Being adopted was not the first key event on my timeline of life, though it was the first in my conscious memory. Reuniting with my birth family two years ago gave me insight into more of my life story in the past that connects to who I am today. My birthmother’s seven-month pregnancy with me was essentially unexpected, inevitable, and unwanted. Meanwhile, she was facing traumatic events herself including physical abuse and her clarity was depleted by addiction. She intentionally pursued a way out of this pregnancy, but thankfully God turned a lifeless situation into what has brought life abundant in Jesus Christ.
While many adoptees try to link aspects of their own nature to their story, there are still environmental factors that equally influence an adoptee even before their adoption.
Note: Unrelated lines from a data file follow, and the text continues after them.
//! Core domain logic for Civica.
//!
//! This crate holds the domain types and the contracts of every collaborator
//! the HTTP layer talks to. It has ZERO web framework or database
//! dependencies; persistence is plugged in through [`attachment::AttachmentRepository`].
//!
//! # Modules
//!
//! - `attachment` - Attachment records and the attachment store
//! - `storage` - Object storage and presigned download URLs
//! - `inference` - AI analysis, OCR, credential photos and face comparison
//! - `voting` - Blockchain voting gateway

pub mod attachment;
mod gateway;
pub mod inference;
pub mod storage;
pub mod voting;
I consider my orphanage experience to be a major environmental influence on my life that lead to malnourishment, developmental delays, learning disabilities, and anxious-ambivalent attachment. However, when we focus entirely on cause and effect of our outcomes in life, the lines that distinguish someone else’s unique journey from our own journey can become blurred. That in turn can impact the ways in which we view our own identity and can quickly lead someone like me to believe that I am a product of addiction, prostitution, war, and abandonment. Many of those aspects are actually not my story to tell, but are my birth family’s story, yet it happens to impact me. Thankfully, not everything in life that impacts us is destined to derail us or determine our destiny.
I was adopted at four years old from Eastern Ukraine into an American family. Words cannot express how much they mean to me and the sacrificial love they’ve shown toward me, even as an imperfect family. Years later, the calling on our family toward respite and foster care did not result in permanent placement within our home, but it did make a permanent impact on the outlook of family for all involved. A journey that was both beautiful and grieving to me did expose the darkness and it called for prayer, community support, and wise counsel. Perhaps even the maladaptive aspects of this temporary life point us to the need for an eternal Savior who can lead us into a redemption journey of meeting us in the midst of our brokenness.